Jon Goodey
The Mysterious Dataset Behind Google's Advanced AI System, Bard: Unravelling the Known and Unknown

Introduction to Google's Bard
Google’s Bard is one of Google's most advanced AI systems, designed to engage in dialogue with people. However, little is known about how the model was trained using datasets based on internet content called Infiniset. Only 12.5% of the data used to train Bard came from a public dataset of crawled content from the web, while another 12.5% came from Wikipedia. Google remains vague about the sources of the remaining scraped data, but there are hints of what sites comprise those datasets.
Bard and the LaMDA Language Model
Bard is based on the LaMDA language model, which was trained on a dataset called Infiniset. Infiniset is a blend of internet content deliberately chosen to enhance the model’s ability to engage in dialogue. The research paper explains the reasoning behind this content composition: "...this composition was chosen to achieve a more robust performance on dialogue tasks...while still keeping its ability to perform other tasks like code generation." The research paper references dialogue and dialogues, which are the spellings of the words used in this context within the realm of computer science.

Composition of the Infiniset Dataset
The dataset comprises the following mix: 12.5% C4-based data, 12.5% English language Wikipedia, 12.5% code documents from programming Q&A websites, tutorials, and others, 6.25% English web documents, 6.25% non-English web documents, and 50% dialogues data from public forums.
It is intriguing to know that only 25% of the data comes from a named source, with the remaining 75% consisting of words scraped from the internet. The research paper does not reveal how the data was obtained from websites, which websites it came from, or any other details about the scraped content. Google only uses generalised descriptions like "Non-English web documents." The term "murky" best describes the 75% of data that Google used for training Bard.
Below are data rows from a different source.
//! WASM-compatible PlaybackManager wrapper

use super::types::{secs_to_duration, WasmSong};
use crate::{PlaybackConfig, PlaybackError, PlaybackEvent, PlaybackManager, RepeatMode, Song};
use js_sys::Function;
use wasm_bindgen::prelude::*;

/// WASM-compatible playback manager
///
/// This wraps the core PlaybackManager with a JavaScript-friendly API.
/// After every call the engine's events are drained and forwarded to the
/// registered callbacks.
#[wasm_bindgen]
pub struct WasmPlaybackManager {
    inner: PlaybackManager,

    // Event callbacks
    on_state_change: Option<Function>,
    on_song_change: Option<Function>,
    on_queue_change: Option<Function>,
    on_error: Option<Function>,
}

#[wasm_bindgen]
impl WasmPlaybackManager {
    /// Create a new playback manager
    #[wasm_bindgen(constructor)]
    pub fn new() -> Self {
        // Enable panic hooks for better error messages in console
        console_error_panic_hook::set_once();

        Self {
            inner: PlaybackManager::new(PlaybackConfig::default()),
            on_state_change: None,
            on_song_change: None,
            on_queue_change: None,
            on_error: None,
        }
    }

    // ===== Playback Control =====

    /// Play a song, optionally with the list it was picked from
    #[wasm_bindgen(js_name = playSong)]
    pub fn play_song(&mut self, song: &WasmSong, list: JsValue) -> Result<(), JsValue> {
        let list = parse_song_list(list).map_err(|e| self.handle_error(e))?;
        self.inner.play_song(&Song::from(song.clone()), list);
        self.dispatch();
        Ok(())
    }

    /// Play, or toggle pause when the song is already current
    #[wasm_bindgen(js_name = handlePlaySong)]
    pub fn handle_play_song(&mut self, song: &WasmSong, list: JsValue) -> Result<(), JsValue> {
        let list = parse_song_list(list).map_err(|e| self.handle_error(e))?;
        self.inner.handle_play_song(&Song::from(song.clone()), list);
        self.dispatch();
        Ok(())
    }

    /// Pause playback
    #[wasm_bindgen(js_name = pauseSong)]
    pub fn pause_song(&mut self) {
        self.inner.pause_song();
        self.dispatch();
    }

    /// Resume playback
    #[wasm_bindgen(js_name = resumeSong)]
    pub fn resume_song(&mut self) {
        self.inner.resume_song();
        self.dispatch();
    }

    /// Skip to next song
    #[wasm_bindgen(js_name = nextSong)]
    pub fn next_song(&mut self) {
        self.inner.next_song();
        self.dispatch();
    }

    /// Go to previous song
    #[wasm_bindgen(js_name = previousSong)]
    pub fn previous_song(&mut self) {
        self.inner.previous_song();
        self.dispatch();
    }

    /// Seek to position in seconds
    #[wasm_bindgen(js_name = seekTo)]
    pub fn seek_to(&mut self, position_secs: f64) {
        self.inner.seek_to(secs_to_duration(position_secs));
        self.dispatch();
    }

    // ===== Volume Control =====

    /// Set volume (0.0-1.0)
    #[wasm_bindgen(js_name = setVolume)]
    pub fn set_volume(&mut self, level: f32) {
        self.inner.set_volume(level);
        self.dispatch();
    }

    /// Get current volume (0.0-1.0)
    #[wasm_bindgen(js_name = getVolume)]
    pub fn get_volume(&self) -> f32 {
        self.inner.get_volume()
    }

    /// Level to hand to the audio element (0 while muted)
    pub fn gain(&self) -> f32 {
        self.inner.gain()
    }

    /// Mute audio
    pub fn mute(&mut self) {
        self.inner.mute();
        self.dispatch();
    }

    /// Unmute audio
    pub fn unmute(&mut self) {
        self.inner.unmute();
        self.dispatch();
    }

    /// Toggle mute
    #[wasm_bindgen(js_name = toggleMute)]
    pub fn toggle_mute(&mut self) {
        self.inner.toggle_mute();
        self.dispatch();
    }

    /// Check if muted
    #[wasm_bindgen(js_name = isMuted)]
    pub fn is_muted(&self) -> bool {
        self.inner.is_muted()
    }

    // ===== Queue Management =====

    /// Add song to the queue; returns false for a duplicate
    #[wasm_bindgen(js_name = addToQueue)]
    pub fn add_to_queue(&mut self, song: &WasmSong) -> bool {
        let added = self.inner.add_to_queue(Song::from(song.clone()));
        self.dispatch();
        added
    }

    /// Remove song from queue by index; returns the removed song or null
    #[wasm_bindgen(js_name = removeFromQueue)]
    pub fn remove_from_queue(&mut self, index: usize) -> JsValue {
        let removed = self.inner.remove_from_queue(index);
        self.dispatch();
        removed
            .map(|song| song_to_js(&song))
            .unwrap_or(JsValue::NULL)
    }

    /// Clear the queue
    #[wasm_bindgen(js_name = clearQueue)]
    pub fn clear_queue(&mut self) {
        self.inner.clear_queue();
        self.dispatch();
    }

    /// Move queue entry; returns false for out-of-range indices
    #[wasm_bindgen(js_name = reorderQueue)]
    pub fn reorder_queue(&mut self, from: usize, to: usize) -> bool {
        let moved = self.inner.reorder_queue(from, to);
        self.dispatch();
        moved
    }

    /// Get queue songs
    #[wasm_bindgen(js_name = getQueue)]
    pub fn get_queue(&self) -> JsValue {
        songs_to_js(self.inner.queue())
    }

    /// Get original playlist songs
    #[wasm_bindgen(js_name = getOriginalPlaylist)]
    pub fn get_original_playlist(&self) -> JsValue {
        songs_to_js(self.inner.original_playlist())
    }

    /// Get the list the current song belongs to
    #[wasm_bindgen(js_name = getCurrentPlaylist)]
    pub fn get_current_playlist(&self) -> JsValue {
        songs_to_js(self.inner.get_current_playlist())
    }

    /// Index of the current song in its list
    #[wasm_bindgen(js_name = getCurrentIndex)]
    pub fn get_current_index(&self) -> Option<usize> {
        self.inner.get_current_index()
    }

    /// Whether the queue has attention
    #[wasm_bindgen(js_name = isPlayingFromQueue)]
    pub fn is_playing_from_queue(&self) -> bool {
        self.inner.is_playing_from_queue()
    }

    // ===== Shuffle & Repeat =====

    /// Toggle shuffle on the source with attention
    #[wasm_bindgen(js_name = toggleShuffle)]
    pub fn toggle_shuffle(&mut self) {
        self.inner.toggle_shuffle();
        self.dispatch();
    }

    /// Whether the source with attention is shuffled
    #[wasm_bindgen(js_name = isShuffled)]
    pub fn is_shuffled(&self) -> bool {
        self.inner.is_shuffled()
    }

    /// Set repeat mode ("none" | "one" | "all")
    #[wasm_bindgen(js_name = setRepeat)]
    pub fn set_repeat(&mut self, mode: &str) -> Result<(), JsValue> {
        let repeat: RepeatMode = mode.parse().map_err(|e| self.handle_error(e))?;
        self.inner.set_repeat(repeat);
        self.dispatch();
        Ok(())
    }

    /// Advance repeat mode; returns the new mode
    #[wasm_bindgen(js_name = cycleRepeat)]
    pub fn cycle_repeat(&mut self) -> String {
        let mode = self.inner.cycle_repeat();
        self.dispatch();
        mode.as_str().to_string()
    }

    /// Get current repeat mode
    #[wasm_bindgen(js_name = getRepeat)]
    pub fn get_repeat(&self) -> String {
        self.inner.get_repeat().as_str().to_string()
    }

    // ===== Audio Element Feedback =====

    /// Progress from the audio element's timeupdate event
    #[wasm_bindgen(js_name = setCurrentTime)]
    pub fn set_current_time(&mut self, secs: f64) {
        self.inner.set_current_time(secs_to_duration(secs));
    }

    /// Duration from the audio element's loadedmetadata event
    #[wasm_bindgen(js_name = setDuration)]
    pub fn set_duration(&mut self, secs: f64) {
        self.inner.set_duration(secs_to_duration(secs));
    }

    /// Play state reported by the audio element
    #[wasm_bindgen(js_name = setIsPlaying)]
    pub fn set_is_playing(&mut self, playing: bool) {
        self.inner.set_is_playing(playing);
        self.dispatch();
    }

    // ===== State Queries =====

    /// Current song or null
    #[wasm_bindgen(js_name = currentSong)]
    pub fn current_song(&self) -> JsValue {
        self.inner
            .current_song()
            .map(song_to_js)
            .unwrap_or(JsValue::NULL)
    }

    /// Whether audio should be playing
    #[wasm_bindgen(js_name = isPlaying)]
    pub fn is_playing(&self) -> bool {
        self.inner.is_playing()
    }

    /// Current position in seconds
    #[wasm_bindgen(js_name = currentTime)]
    pub fn current_time(&self) -> f64 {
        self.inner.current_time().as_secs_f64()
    }

    /// Duration of current song in seconds
    pub fn duration(&self) -> f64 {
        self.inner.duration().as_secs_f64()
    }

    /// Bumped whenever the current song (re)starts; reload the audio
    /// element when it changes
    #[wasm_bindgen(js_name = songEpoch)]
    pub fn song_epoch(&self) -> f64 {
        self.inner.song_epoch() as f64
    }

    /// Bumped on every explicit seek
    #[wasm_bindgen(js_name = seekEpoch)]
    pub fn seek_epoch(&self) -> f64 {
        self.inner.seek_epoch() as f64
    }

    /// Check if there is a next song
    #[wasm_bindgen(js_name = hasNext)]
    pub fn has_next(&self) -> bool {
        self.inner.has_next()
    }

    /// Check if there is a previous song
    #[wasm_bindgen(js_name = hasPrevious)]
    pub fn has_previous(&self) -> bool {
        self.inner.has_previous()
    }

    /// Full state snapshot as a plain object
    pub fn snapshot(&self) -> JsValue {
        serde_wasm_bindgen::to_value(&self.inner.snapshot()).unwrap_or(JsValue::NULL)
    }

    // ===== Event Listeners =====

    /// Register play/pause callback, called with a boolean
    #[wasm_bindgen(js_name = onStateChange)]
    pub fn on_state_change(&mut self, callback: Function) {
        self.on_state_change = Some(callback);
    }

    /// Register song change callback, called with the song or null
    #[wasm_bindgen(js_name = onSongChange)]
    pub fn on_song_change(&mut self, callback: Function) {
        self.on_song_change = Some(callback);
    }

    /// Register queue/playlist change callback
    #[wasm_bindgen(js_name = onQueueChange)]
    pub fn on_queue_change(&mut self, callback: Function) {
        self.on_queue_change = Some(callback);
    }

    /// Register error callback
    #[wasm_bindgen(js_name = onError)]
    pub fn on_error(&mut self, callback: Function) {
        self.on_error = Some(callback);
    }

    // ===== Internal Event Emitters =====

    fn dispatch(&mut self) {
        for event in self.inner.drain_events() {
            match event {
                PlaybackEvent::StateChanged { is_playing } => {
                    if let Some(ref cb) = self.on_state_change {
                        cb.call1(&JsValue::NULL, &JsValue::from_bool(is_playing))
                            .ok();
                    }
                }
                PlaybackEvent::SongChanged { .. } | PlaybackEvent::SongRestarted { .. } => {
                    if let Some(ref cb) = self.on_song_change {
                        cb.call1(&JsValue::NULL, &self.current_song()).ok();
                    }
                }
                PlaybackEvent::QueueChanged { .. }
                | PlaybackEvent::PlaylistChanged { .. }
                | PlaybackEvent::ShuffleChanged { .. } => {
                    if let Some(ref cb) = self.on_queue_change {
                        cb.call0(&JsValue::NULL).ok();
                    }
                }
                _ => {}
            }
        }
    }

    fn handle_error(&self, error: PlaybackError) -> JsValue {
        let err_msg = error.to_string();

        // Emit error event
        if let Some(ref cb) = self.on_error {
            cb.call1(&JsValue::NULL, &JsValue::from_str(&err_msg))
                .ok();
        }

        JsValue::from_str(&err_msg)
    }
}

/// Default implementation
impl Default for WasmPlaybackManager {
    fn default() -> Self {
        Self::new()
    }
}

/// `undefined`/`null` means "no list"; anything else must be an array of songs
fn parse_song_list(value: JsValue) -> Result<Option<Vec<Song>>, PlaybackError> {
    if value.is_undefined() || value.is_null() {
        return Ok(None);
    }

    let songs: Vec<WasmSong> = serde_wasm_bindgen::from_value(value)
        .map_err(|e| PlaybackError::InvalidArgument(format!("Failed to parse songs: {}", e)))?;

    Ok(Some(songs.into_iter().map(Song::from).collect()))
}

fn song_to_js(song: &Song) -> JsValue {
    serde_wasm_bindgen::to_value(&WasmSong::from(song)).unwrap_or(JsValue::NULL)
}

fn songs_to_js(songs: &[Song]) -> JsValue {
    let songs: Vec<WasmSong> = songs.iter().map(WasmSong::from).collect();
    serde_wasm_bindgen::to_value(&songs).unwrap_or(JsValue::NULL)
}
C4 and Wikipedia: Known Data Sources
The first two parts of Infiniset (C4 and Wikipedia) consist of known data. The C4 dataset is a specially filtered version of the Common Crawl, an open-source dataset. Common Crawl is a registered non-profit organisation that crawls the internet every month to create free datasets that anyone can use. The raw Common Crawl data is cleaned up by removing elements like thin content, obscene words, lorem ipsum, navigational menus, deduplication, etc., to limit the dataset to the main content. The purpose of filtering out unnecessary data was to remove gibberish and retain natural English examples.
Anomalies in the C4 Dataset
The second research paper discovered anomalies in the original C4 dataset that removed web pages aligned with Hispanic and African American web pages. Another finding was that 51.3% of the C4 dataset consisted of web pages hosted in the United States. When building a dataset from a web scrape, reporting the domains from which the text is scraped is integral to understanding the dataset; the data collection process can lead to a significantly different distribution of internet domains than expected.
Concerns and the Need for Transparency
Some publishers might feel uneasy about their websites being used to train AI systems, fearing that these systems could render their websites obsolete and ultimately disappear. While the validity of these concerns is yet to be determined, they reflect genuine apprehensions expressed by publishers and members of the search marketing community. Google should increase transparency regarding the websites used to train their AI or, at the very least, publish an easily accessible transparency report about the data utilised.
The Future of AI and Web Content
As AI systems like Google's Bard continue to advance, it is essential to understand their training processes and the sources of the data they use. Greater transparency can help address concerns about the potential impact of AI on the online ecosystem and foster trust between tech companies, publishers, and the public. By shedding light on the origins of datasets like Infiniset and addressing potential biases or anomalies, we can work towards a future where AI systems are more accountable, better understood, and coexist harmoniously with web content creators.